Over the past five decades, forested uplands and lowlands in Southeast Asia have served as important sites for anthropologists to study the livelihood of indigenous communities facing social changes and economic development. In Sarawak, the plight of its indigenous communities gained global attention over the timber blockades in 1987 which led to an attempted ban by the European Union on timber produced from "unsustainable" sources. Linked to the timber debate then was the impact of timber extraction and deforestation on the indigenous peoples' livelihoods and their well-being. Also drawn into the debate was the impact of development and agricultural transformation on native subsistence and religious and cultural beliefs.

For Sarawak's indigenous communities, their agricultural practices, foraging and hunting behaviour, and religious beliefs have been studied in great detail from the 1980s to the 1990s by notable anthropologists like Peter Kedit (on the Iban in Lubok Antu and Paku); S.C. Chin (on the Kenyah Community in Long Selatong Ulu in Baram); J. Peter Brosius (on the Penan Community in Sarawak's Seventh Division); Henry Luhat (on the Kajang in the Belaga District); Ida Nicolaisen (on the Punan Bah in Long Bah at the Rejang River); and Sylvester Punchak (on the Bisaya at the Limbang River). Most of these works were published in the Sarawak Museum Journal, considered an authoritative and informative source of information.

Cramb, however, approaches the study of the indigenous Iban from the perspective of an agricultural economist. The Iban form the largest single ethnic group in Sarawak and western Borneo, and about 630,000 are grouped into around 6,000 longhouse communities. Hence the focus of Cramb's study is significant in that it studies the largest ethnic group in Sarawak, serving to highlight the dynamics influencing change and conflict of this particular group in light of modernization, the introduction of new forms of agrarian practices, and the intrusion of large-scale commercial activities into a traditional system of land ownership and shifting cultivation. [End Page 143]

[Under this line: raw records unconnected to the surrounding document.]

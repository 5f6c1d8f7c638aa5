//! Unitdata (UDT) message (ITU-T Q.713 §4.10)
//!
//! ```text
//! 0: message type (0x09)
//! 1: protocol class (class in bits 1-4, message handling in bits 5-8)
//! 2: pointer to called party address
//! 3: pointer to calling party address
//! 4: pointer to data
//! *: called party address length + address
//! *: calling party address length + address
//! *: data length + data
//! ```
//!
//! Each pointer counts octets from its own position to the length octet of
//! the variable part it points to.

use bytes::{BufMut, Bytes, BytesMut};

use crate::address::RoutingAddress;
use crate::error::Error;
use crate::Result;

/// UDT message type code
pub const MSG_TYPE_UDT: u8 = 0x09;

/// Message handling bit: return message on error
const RETURN_ON_ERROR: u8 = 0x80;

/// Number of mandatory variable parts in a UDT
const VARIABLE_PARTS: usize = 3;

/// Protocol class octet of a connectionless message
#[derive(Debug, Clone, Copy, PartialEq, Eq)]
pub struct ProtocolClass {
    pub class: u8,
    pub return_on_error: bool,
}

impl ProtocolClass {
    pub fn new(class: u8, return_on_error: bool) -> Result<Self> {
        if class > 1 {
            return Err(Error::InvalidProtocolClass(class));
        }
        Ok(Self {
            class,
            return_on_error,
        })
    }

    pub fn to_byte(&self) -> u8 {
        let handling = if self.return_on_error { RETURN_ON_ERROR } else { 0 };
        (self.class & 0x0F) | handling
    }
}

/// Connectionless SCCP datagram
#[derive(Debug, Clone, PartialEq, Eq)]
pub struct Unitdata {
    pub protocol_class: ProtocolClass,
    pub called: RoutingAddress,
    pub calling: RoutingAddress,
    pub data: Bytes,
}

impl Unitdata {
    pub fn new(
        protocol_class: ProtocolClass,
        called: RoutingAddress,
        calling: RoutingAddress,
        data: impl Into<Bytes>,
    ) -> Self {
        Self {
            protocol_class,
            called,
            calling,
            data: data.into(),
        }
    }

    /// Encode the message to its wire form
    pub fn encode(&self) -> Result<Bytes> {
        let called = self.called.to_bytes()?;
        let calling = self.calling.to_bytes()?;

        let called_len = checked_len("called party address", called.len())?;
        let calling_len = checked_len("calling party address", calling.len())?;
        let data_len = checked_len("user data", self.data.len())?;

        // first variable part starts right after the pointer block
        let ptr_called = VARIABLE_PARTS as u8;
        let ptr_calling = checked_len(
            "calling party address pointer",
            ptr_called as usize + called.len(),
        )?;
        let ptr_data = checked_len(
            "data pointer",
            ptr_calling as usize + calling.len(),
        )?;

        let mut buf = BytesMut::with_capacity(
            2 + VARIABLE_PARTS + VARIABLE_PARTS + called.len() + calling.len() + self.data.len(),
        );
        buf.put_u8(MSG_TYPE_UDT);
        buf.put_u8(self.protocol_class.to_byte());
        buf.put_u8(ptr_called);
        buf.put_u8(ptr_calling);
        buf.put_u8(ptr_data);
        buf.put_u8(called_len);
        buf.put_slice(&called);
        buf.put_u8(calling_len);
        buf.put_slice(&calling);
        buf.put_u8(data_len);
        buf.put_slice(&self.data);

        Ok(buf.freeze())
    }
}

fn checked_len(field: &'static str, len: usize) -> Result<u8> {
    u8::try_from(len).map_err(|_| Error::FieldTooLong { field, len })
}

/// Encode a UDT from its parts
pub fn encode(
    protocol_class: u8,
    return_on_error: bool,
    called: &RoutingAddress,
    calling: &RoutingAddress,
    user_data: &[u8],
) -> Result<Bytes> {
    Unitdata::new(
        ProtocolClass::new(protocol_class, return_on_error)?,
        called.clone(),
        calling.clone(),
        Bytes::copy_from_slice(user_data),
    )
    .encode()
}
//! Command line interface

use std::path::PathBuf;
use std::time::Duration;

use clap::{Parser, ValueEnum};
use tcap_core::OperationPreset;

use crate::config::{AddressConfig, ClientConfig};
use crate::error::Result;

/// MAP operation selectable on the command line
#[derive(Debug, Clone, Copy, PartialEq, Eq, ValueEnum)]
pub enum Operation {
    /// sendRoutingInfoForSM
    SriSm,
    /// cancelLocation
    CancelLocation,
}

impl From<Operation> for OperationPreset {
    fn from(op: Operation) -> Self {
        match op {
            Operation::SriSm => OperationPreset::SendRoutingInfoForSm,
            Operation::CancelLocation => OperationPreset::CancelLocation,
        }
    }
}

/// Send one TCAP Begin inside an SCCP UDT over an M3UA association,
/// then keep the association alive until interrupted
#[derive(Parser, Debug)]
#[command(author, version, about, long_about = None)]
pub struct Args {
    /// TOML configuration file, applied before the flags below
    #[arg(short, long)]
    pub config: Option<PathBuf>,

    /// Log level (trace, debug, info, warn, error)
    #[arg(long, default_value = "info")]
    pub log_level: String,

    /// Signalling gateway as host:port, port 2905 when omitted [default: 127.0.0.1:2905]
    #[arg(short, long)]
    pub addr: Option<String>,

    /// MAP operation to send [default: sri-sm]
    #[arg(long, value_enum)]
    pub operation: Option<Operation>,

    /// Originating transaction ID [default: 0x11111111]
    #[arg(long, value_parser = parse_u32)]
    pub otid: Option<u32>,

    /// Operation code, overrides the operation's own
    #[arg(long)]
    pub opcode: Option<i32>,

    /// Invoke ID, overrides the operation's own
    #[arg(long, allow_hyphen_values = true)]
    pub invoke_id: Option<i32>,

    /// Hex representation of the operation argument
    #[arg(long)]
    pub payload: Option<String>,

    /// Application context version [default: 3]
    #[arg(long)]
    pub acn_version: Option<u8>,

    /// Originating point code [default: 0x11111111]
    #[arg(long, value_parser = parse_u32)]
    pub opc: Option<u32>,

    /// Destination point code [default: 0x22222222]
    #[arg(long, value_parser = parse_u32)]
    pub dpc: Option<u32>,

    /// Signalling link selection [default: 1]
    #[arg(long)]
    pub sls: Option<u8>,

    /// Network indicator [default: 0]
    #[arg(long)]
    pub ni: Option<u8>,

    /// BEAT interval, e.g. 5s or 500ms, 0 disables [default: 5s]
    #[arg(long, value_parser = parse_duration)]
    pub heartbeat_interval: Option<Duration>,

    /// Time allowed for a BEAT ACK [default: 100s]
    #[arg(long, value_parser = parse_duration)]
    pub heartbeat_timeout: Option<Duration>,

    /// Bound on connect and on each handshake step [default: 5s]
    #[arg(long, value_parser = parse_duration)]
    pub connect_timeout: Option<Duration>,

    /// SCCP protocol class, 0 or 1 [default: 0]
    #[arg(long)]
    pub protocol_class: Option<u8>,

    /// Ask for the message to be returned on error [default: true]
    #[arg(long)]
    pub return_on_error: Option<bool>,

    #[command(flatten)]
    pub called: CalledArgs,

    #[command(flatten)]
    pub calling: CallingArgs,
}

/// Called party address overrides
#[derive(clap::Args, Debug)]
pub struct CalledArgs {
    /// Called party address indicator [default: 0x12]
    #[arg(long = "cdpa-indicator", id = "cdpa_indicator", value_parser = parse_u8)]
    pub indicator: Option<u8>,
    /// Called party point code
    #[arg(long = "cdpa-pc", id = "cdpa_pc")]
    pub point_code: Option<u16>,
    /// Called party subsystem number [default: 6]
    #[arg(long = "cdpa-ssn", id = "cdpa_ssn")]
    pub ssn: Option<u8>,
    /// Called party translation type [default: 0]
    #[arg(long = "cdpa-tt", id = "cdpa_tt")]
    pub translation_type: Option<u8>,
    /// Called party numbering plan [default: 1]
    #[arg(long = "cdpa-np", id = "cdpa_np")]
    pub numbering_plan: Option<u8>,
    /// Called party nature of address [default: 4]
    #[arg(long = "cdpa-nai", id = "cdpa_nai")]
    pub nature_of_address: Option<u8>,
    /// Called party global title digits [default: 817085004213]
    #[arg(long = "cdpa-digits", id = "cdpa_digits")]
    pub digits: Option<String>,
}

/// Calling party address overrides
#[derive(clap::Args, Debug)]
pub struct CallingArgs {
    /// Calling party address indicator [default: 0x12]
    #[arg(long = "cgpa-indicator", id = "cgpa_indicator", value_parser = parse_u8)]
    pub indicator: Option<u8>,
    /// Calling party point code
    #[arg(long = "cgpa-pc", id = "cgpa_pc")]
    pub point_code: Option<u16>,
    /// Calling party subsystem number [default: 8]
    #[arg(long = "cgpa-ssn", id = "cgpa_ssn")]
    pub ssn: Option<u8>,
    /// Calling party translation type [default: 0]
    #[arg(long = "cgpa-tt", id = "cgpa_tt")]
    pub translation_type: Option<u8>,
    /// Calling party numbering plan [default: 1]
    #[arg(long = "cgpa-np", id = "cgpa_np")]
    pub numbering_plan: Option<u8>,
    /// Calling party nature of address [default: 4]
    #[arg(long = "cgpa-nai", id = "cgpa_nai")]
    pub nature_of_address: Option<u8>,
    /// Calling party global title digits [default: 817085811860]
    #[arg(long = "cgpa-digits", id = "cgpa_digits")]
    pub digits: Option<String>,
}

macro_rules! apply_address {
    ($args:expr, $address:expr) => {{
        let args = $args;
        let address: &mut AddressConfig = $address;
        if let Some(v) = args.indicator {
            address.indicator = v;
        }
        if let Some(v) = args.point_code {
            address.point_code = v;
        }
        if let Some(v) = args.ssn {
            address.ssn = v;
        }
        if let Some(v) = args.translation_type {
            address.translation_type = v;
        }
        if let Some(v) = args.numbering_plan {
            address.numbering_plan = v;
        }
        if let Some(v) = args.nature_of_address {
            address.nature_of_address = v;
        }
        if let Some(v) = &args.digits {
            address.digits = v.clone();
            address.encoding_scheme = None;
        }
    }};
}

impl Args {
    /// Build the configuration: defaults, then the file, then the flags
    pub fn load_config(&self) -> Result<ClientConfig> {
        let mut config = match &self.config {
            Some(path) => ClientConfig::from_file(path)?,
            None => ClientConfig::default(),
        };
        self.apply(&mut config);
        config.validate()?;
        Ok(config)
    }

    /// Overlay the flags that were given
    pub fn apply(&self, config: &mut ClientConfig) {
        if let Some(addr) = &self.addr {
            config.remote_addr = addr.clone();
        }

        let t = &mut config.transaction;
        if let Some(op) = self.operation {
            t.operation = op.into();
        }
        if let Some(otid) = self.otid {
            t.otid = otid;
        }
        if self.opcode.is_some() {
            t.opcode = self.opcode;
        }
        if self.invoke_id.is_some() {
            t.invoke_id = self.invoke_id;
        }
        if self.payload.is_some() {
            t.payload = self.payload.clone();
        }
        if self.acn_version.is_some() {
            t.acn_version = self.acn_version;
        }

        let a = &mut config.association;
        if let Some(opc) = self.opc {
            a.opc = opc;
        }
        if let Some(dpc) = self.dpc {
            a.dpc = dpc;
        }
        if let Some(sls) = self.sls {
            a.sls = sls;
        }
        if let Some(ni) = self.ni {
            a.network_indicator = ni;
        }
        if let Some(d) = self.heartbeat_interval {
            a.heartbeat_interval_ms = d.as_millis() as u64;
        }
        if let Some(d) = self.heartbeat_timeout {
            a.heartbeat_timeout_ms = d.as_millis() as u64;
        }
        if let Some(d) = self.connect_timeout {
            a.connect_timeout_ms = d.as_millis() as u64;
        }

        let d = &mut config.datagram;
        if let Some(class) = self.protocol_class {
            d.protocol_class = class;
        }
        if let Some(roe) = self.return_on_error {
            d.return_on_error = roe;
        }
        apply_address!(&self.called, &mut d.called);
        apply_address!(&self.calling, &mut d.calling);
    }
}

/// Parse a decimal or `0x` prefixed hexadecimal u32
pub fn parse_u32(s: &str) -> std::result::Result<u32, String> {
    let parsed = match s.strip_prefix("0x").or_else(|| s.strip_prefix("0X")) {
        Some(hex) => u32::from_str_radix(hex, 16),
        None => s.parse(),
    };
    parsed.map_err(|e| format!("invalid number '{}': {}", s, e))
}

/// Parse a decimal or `0x` prefixed hexadecimal u8
pub fn parse_u8(s: &str) -> std::result::Result<u8, String> {
    let value = parse_u32(s)?;
    u8::try_from(value).map_err(|_| format!("{} does not fit in one octet", s))
}

/// Parse `500ms`, `5s`, `2m`, or a bare number of seconds
pub fn parse_duration(s: &str) -> std::result::Result<Duration, String> {
    let s = s.trim();
    let split = s.find(|c: char| !c.is_ascii_digit()).unwrap_or(s.len());
    let (number, unit) = s.split_at(split);
    let value: u64 = number
        .parse()
        .map_err(|_| format!("invalid duration '{}'", s))?;
    match unit {
        "ms" => Ok(Duration::from_millis(value)),
        "" | "s" => Ok(Duration::from_secs(value)),
        "m" => value
            .checked_mul(60)
            .map(Duration::from_secs)
            .ok_or_else(|| format!("duration '{}' is too large", s)),
        _ => Err(format!("invalid duration unit in '{}'", s)),
    }
}

#[cfg(test)]
mod tests {
    use super::*;

    #[test]
    fn test_parse_numbers() {
        assert_eq!(parse_u32("0x11111111"), Ok(0x11111111));
        assert_eq!(parse_u32("286331153"), Ok(0x11111111));
        assert!(parse_u32("0xZZ").is_err());
        assert_eq!(parse_u8("0x12"), Ok(0x12));
        assert!(parse_u8("256").is_err());
    }

    #[test]
    fn test_parse_duration() {
        assert_eq!(parse_duration("5s"), Ok(Duration::from_secs(5)));
        assert_eq!(parse_duration("100"), Ok(Duration::from_secs(100)));
        assert_eq!(parse_duration("250ms"), Ok(Duration::from_millis(250)));
        assert_eq!(parse_duration("2m"), Ok(Duration::from_secs(120)));
        assert!(parse_duration("5h").is_err());
        assert!(parse_duration("ms").is_err());
        assert!(parse_duration("999999999999999999m").is_err());
    }

    #[test]
    fn test_no_flags_keeps_defaults() {
        let args = Args::parse_from(["sigtran-client"]);
        assert_eq!(args.load_config().unwrap(), ClientConfig::default());
    }

    #[test]
    fn test_flags_override() {
        let args = Args::parse_from([
            "sigtran-client",
            "--addr",
            "192.0.2.1:2905",
            "--operation",
            "cancel-location",
            "--otid",
            "0x01020304",
            "--payload",
            "0401ff",
            "--dpc",
            "0x33",
            "--heartbeat-interval",
            "0",
            "--return-on-error",
            "false",
            "--cdpa-digits",
            "12345",
            "--cgpa-ssn",
            "7",
        ]);
        let config = args.load_config().unwrap();

        assert_eq!(config.remote_addr, "192.0.2.1:2905");
        assert_eq!(config.transaction.operation, OperationPreset::CancelLocation);
        assert_eq!(config.transaction.otid, 0x01020304);
        assert_eq!(config.transaction.payload.as_deref(), Some("0401ff"));
        assert_eq!(config.association.dpc, 0x33);
        assert_eq!(config.association.opc, 0x11111111);
        assert_eq!(config.association_config().heartbeat, None);
        assert!(!config.datagram.return_on_error);
        assert_eq!(config.datagram.called.digits, "12345");
        assert_eq!(config.datagram.called.encoding_scheme, None);
        config.datagram.called.to_routing_address().unwrap();
        assert_eq!(config.datagram.calling.ssn, 7);
        assert_eq!(config.datagram.called.ssn, sccp_core::SSN_HLR);
        assert_eq!(config.datagram.calling.digits, "817085811860");
    }

    #[test]
    fn test_cli_definition() {
        use clap::CommandFactory;
        Args::command().debug_assert();
    }
}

Chapter One deals with general agrarian transformation movements and the theories associated with such transformation. The next chapter relates theory to the ground by looking at the Sarawakian Iban communities, and then narrowing the focus to a particular group of Iban in the Saribas uplands. Subsequent chapters deal with various thematic issues in a chronological order during the Brooke and post-war period.

The pre-colonial agrarian system of the Saribas Iban, notably shifting cultivation and Iban customs related to land tenure and its use, is discussed in Chapter Three. The Brooke State, and its attitude towards Iban land cultivation practices and customs is dealt with in Chapter Four. The struggle for land by the Iban during the Brooke period is explored in Chapter Five (the Government from then on viewed land as subject to state proprietorship and has, in effect, overridden many individual indigenous land rights). Chapter Six deals with the growth of commercial agriculture during the Brooke period, while Chapter Seven deals with the adaptation of land tenure to commercial agriculture.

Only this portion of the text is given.